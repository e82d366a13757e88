//! Additive risk scoring over watchlist, history, and pattern checks.

mod config;
pub mod overstay;
mod policy;
mod rules;

pub use config::ScreeningConfig;
pub use policy::{merge_flags, priority_for};

use std::fmt;
use std::sync::Arc;

use chrono::{DateTime, Duration, Utc};
use serde::{Deserialize, Serialize};
use tracing::debug;

use super::domain::{ApplicantIdentity, Application, ApplicationId, Severity};
use super::repository::{ApplicationFilter, ApplicationRepository, RepositoryError};
use super::watchlist::{IdentityKeys, WatchlistEntry, WatchlistRepository};

#[derive(Debug, Clone, Copy, PartialEq, Eq, Hash, Serialize, Deserialize)]
#[serde(rename_all = "SCREAMING_SNAKE_CASE")]
pub enum RiskCheck {
    Watchlist,
    Duplicate,
    RecentRejection,
    OverstayHistory,
    SuspiciousPattern,
}

impl fmt::Display for RiskCheck {
    fn fmt(&self, f: &mut fmt::Formatter<'_>) -> fmt::Result {
        let label = match self {
            RiskCheck::Watchlist => "WATCHLIST",
            RiskCheck::Duplicate => "DUPLICATE",
            RiskCheck::RecentRejection => "RECENT_REJECTION",
            RiskCheck::OverstayHistory => "OVERSTAY_HISTORY",
            RiskCheck::SuspiciousPattern => "SUSPICIOUS_PATTERN",
        };
        f.write_str(label)
    }
}

/// One triggered check, kept for audit display.
#[derive(Debug, Clone, PartialEq, Eq, Serialize, Deserialize)]
pub struct RiskFlag {
    pub check: RiskCheck,
    pub points: u8,
    pub detail: String,
}

#[derive(Debug, Clone, PartialEq, Eq, Serialize, Deserialize)]
pub struct RiskAssessment {
    pub risk_score: u8,
    pub severity: Severity,
    pub passed: bool,
    pub requires_supervisor_review: bool,
    pub requires_manual_review: bool,
    pub flags: Vec<RiskFlag>,
    pub screened_at: DateTime<Utc>,
}

impl RiskAssessment {
    pub fn summary(&self) -> String {
        if self.flags.is_empty() {
            return format!("risk score {} ({}), no checks triggered", self.risk_score, self.severity);
        }
        let details: Vec<&str> = self.flags.iter().map(|flag| flag.detail.as_str()).collect();
        format!(
            "risk score {} ({}): {}",
            self.risk_score,
            self.severity,
            details.join("; ")
        )
    }
}

/// Identity under screening.
#[derive(Debug, Clone, PartialEq, Eq, Serialize, Deserialize)]
pub struct ScreeningRequest {
    pub national_id: String,
    pub phone_number: String,
    pub full_name: String,
    /// Application being re-screened, excluded from its own duplicate check.
    #[serde(default)]
    pub exclude: Option<ApplicationId>,
}

impl ScreeningRequest {
    pub fn for_applicant(applicant: &ApplicantIdentity) -> Self {
        Self {
            national_id: applicant.national_id.clone(),
            phone_number: applicant.phone_number.clone(),
            full_name: applicant.full_name.clone(),
            exclude: None,
        }
    }

    pub fn for_application(application: &Application) -> Self {
        Self {
            exclude: Some(application.id.clone()),
            ..Self::for_applicant(&application.applicant)
        }
    }
}

/// Records the checks run against.
#[derive(Debug, Clone, Default)]
pub struct ScreeningEvidence {
    pub watchlist: Vec<WatchlistEntry>,
    pub same_identity: Vec<Application>,
    pub same_phone: Vec<Application>,
}

/// Stateless scoring over a consistent evidence snapshot.
pub fn assess(
    request: &ScreeningRequest,
    evidence: &ScreeningEvidence,
    config: &ScreeningConfig,
    now: DateTime<Utc>,
) -> RiskAssessment {
    let flags = rules::triggered_flags(request, evidence, config, now);
    policy::assess(flags, now)
}

/// Gathers screening evidence from storage and scores it.
pub struct SecurityScreener<R, W> {
    applications: Arc<R>,
    watchlist: Arc<W>,
    config: ScreeningConfig,
}

impl<R, W> SecurityScreener<R, W>
where
    R: ApplicationRepository + 'static,
    W: WatchlistRepository + 'static,
{
    pub fn new(applications: Arc<R>, watchlist: Arc<W>, config: ScreeningConfig) -> Self {
        Self {
            applications,
            watchlist,
            config,
        }
    }

    pub fn config(&self) -> &ScreeningConfig {
        &self.config
    }

    pub fn screen(
        &self,
        request: &ScreeningRequest,
        now: DateTime<Utc>,
    ) -> Result<RiskAssessment, RepositoryError> {
        let evidence = self.gather(request, now)?;
        let assessment = assess(request, &evidence, &self.config, now);
        debug!(
            national_id = %request.national_id,
            risk_score = assessment.risk_score,
            severity = %assessment.severity,
            flags = assessment.flags.len(),
            "screening completed"
        );
        Ok(assessment)
    }

    fn gather(
        &self,
        request: &ScreeningRequest,
        now: DateTime<Utc>,
    ) -> Result<ScreeningEvidence, RepositoryError> {
        let watchlist = self
            .watchlist
            .candidates(&IdentityKeys::national_id(request.national_id.clone()))?;
        let same_identity = self.applications.query(
            &ApplicationFilter::default()
                .national_id(request.national_id.clone())
                .excluding(request.exclude.clone()),
        )?;
        let same_phone = self.applications.query(
            &ApplicationFilter::default()
                .phone_number(request.phone_number.clone())
                .created_since(now - Duration::days(self.config.phone_pattern_window_days)),
        )?;

        Ok(ScreeningEvidence {
            watchlist,
            same_identity,
            same_phone,
        })
    }
}
//! Mutex-guarded in-process storage for applications, logs, audit, and watchlist.

use std::collections::HashMap;
use std::sync::{Mutex, MutexGuard};

use super::domain::{Application, ApplicationId, AuditEntry, EntryExitLog, ReferenceNumber};
use super::repository::{
    ApplicationChange, ApplicationFilter, ApplicationRepository, LogFilter, RepositoryError,
};
use super::watchlist::{IdentityKeys, WatchlistEntry, WatchlistFlagType, WatchlistRepository};

#[derive(Default)]
struct StoreState {
    applications: HashMap<ApplicationId, Application>,
    references: HashMap<ReferenceNumber, ApplicationId>,
    sequences: HashMap<i32, u32>,
    logs: Vec<EntryExitLog>,
    audit: Vec<AuditEntry>,
    watchlist: Vec<WatchlistEntry>,
}

/// Single-lock store: every commit is serialized, so a change and its side
/// records become visible together.
#[derive(Default)]
pub struct InMemoryStore {
    state: Mutex<StoreState>,
}

impl InMemoryStore {
    pub fn new() -> Self {
        Self::default()
    }

    fn state(&self) -> Result<MutexGuard<'_, StoreState>, RepositoryError> {
        self.state
            .lock()
            .map_err(|_| RepositoryError::Unavailable("store lock poisoned".to_string()))
    }

    pub fn watchlist_entries(&self) -> Result<Vec<WatchlistEntry>, RepositoryError> {
        Ok(self.state()?.watchlist.clone())
    }
}

impl ApplicationRepository for InMemoryStore {
    fn next_reference_sequence(&self, year: i32) -> Result<u32, RepositoryError> {
        let mut state = self.state()?;
        let sequence = state.sequences.entry(year).or_insert(0);
        *sequence += 1;
        Ok(*sequence)
    }

    fn insert(
        &self,
        mut application: Application,
        audit: AuditEntry,
    ) -> Result<Application, RepositoryError> {
        let mut state = self.state()?;
        if state.applications.contains_key(&application.id)
            || state.references.contains_key(&application.reference_number)
        {
            return Err(RepositoryError::Conflict);
        }
        application.version = 1;
        state
            .references
            .insert(application.reference_number.clone(), application.id.clone());
        state
            .applications
            .insert(application.id.clone(), application.clone());
        state.audit.push(audit);
        Ok(application)
    }

    fn commit(&self, change: ApplicationChange) -> Result<Application, RepositoryError> {
        let mut state = self.state()?;
        let ApplicationChange {
            mut application,
            expected_version,
            audit,
            log,
            watchlist,
        } = change;

        let stored = state
            .applications
            .get(&application.id)
            .ok_or(RepositoryError::NotFound)?;
        if stored.version != expected_version {
            return Err(RepositoryError::VersionConflict {
                expected: expected_version,
                found: stored.version,
            });
        }
        if stored.reference_number != application.reference_number {
            return Err(RepositoryError::Conflict);
        }

        application.version = expected_version + 1;
        state
            .applications
            .insert(application.id.clone(), application.clone());
        state.audit.push(audit);
        if let Some(log) = log {
            state.logs.push(log);
        }
        if let Some(entry) = watchlist {
            state.watchlist.push(entry);
        }
        Ok(application)
    }

    fn fetch(&self, id: &ApplicationId) -> Result<Option<Application>, RepositoryError> {
        Ok(self.state()?.applications.get(id).cloned())
    }

    fn fetch_by_reference(
        &self,
        reference: &ReferenceNumber,
    ) -> Result<Option<Application>, RepositoryError> {
        let state = self.state()?;
        Ok(state
            .references
            .get(reference)
            .and_then(|id| state.applications.get(id))
            .cloned())
    }

    fn query(&self, filter: &ApplicationFilter) -> Result<Vec<Application>, RepositoryError> {
        let state = self.state()?;
        let mut matching: Vec<&Application> = state
            .applications
            .values()
            .filter(|application| filter.matches(application))
            .collect();
        matching.sort_by(|a, b| {
            b.created_at
                .cmp(&a.created_at)
                .then_with(|| b.reference_number.cmp(&a.reference_number))
        });
        Ok(matching
            .into_iter()
            .skip(filter.offset)
            .take(filter.limit.unwrap_or(usize::MAX))
            .cloned()
            .collect())
    }

    fn count(&self, filter: &ApplicationFilter) -> Result<usize, RepositoryError> {
        let state = self.state()?;
        Ok(state
            .applications
            .values()
            .filter(|application| filter.matches(application))
            .count())
    }

    fn logs(&self, filter: &LogFilter) -> Result<Vec<EntryExitLog>, RepositoryError> {
        let state = self.state()?;
        Ok(state
            .logs
            .iter()
            .filter(|log| filter.matches(log))
            .take(filter.limit.unwrap_or(usize::MAX))
            .cloned()
            .collect())
    }

    fn audit_trail(&self, id: &ApplicationId) -> Result<Vec<AuditEntry>, RepositoryError> {
        let state = self.state()?;
        Ok(state
            .audit
            .iter()
            .filter(|entry| &entry.application_id == id)
            .cloned()
            .collect())
    }
}

impl WatchlistRepository for InMemoryStore {
    fn insert(&self, entry: WatchlistEntry) -> Result<WatchlistEntry, RepositoryError> {
        let mut state = self.state()?;
        if state.watchlist.iter().any(|existing| existing.id == entry.id) {
            return Err(RepositoryError::Conflict);
        }
        state.watchlist.push(entry.clone());
        Ok(entry)
    }

    fn deactivate(
        &self,
        national_id: &str,
        flag_type: Option<WatchlistFlagType>,
    ) -> Result<usize, RepositoryError> {
        let mut state = self.state()?;
        let mut deactivated = 0;
        for entry in state.watchlist.iter_mut().filter(|entry| {
            entry.active
                && entry.national_id == national_id
                && flag_type.map_or(true, |flag_type| entry.flag_type == flag_type)
        }) {
            entry.active = false;
            deactivated += 1;
        }
        Ok(deactivated)
    }

    fn candidates(&self, keys: &IdentityKeys) -> Result<Vec<WatchlistEntry>, RepositoryError> {
        let state = self.state()?;
        Ok(state
            .watchlist
            .iter()
            .filter(|entry| entry.matches(keys))
            .cloned()
            .collect())
    }
}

##########

_What you have to do_
Gather all lines from the records above in which "commit" appears.

_Result of this task_
/// Single-lock store: every commit is serialized, so a change and its side
    fn commit(&self, change: ApplicationChange) -> Result<Application, RepositoryError> {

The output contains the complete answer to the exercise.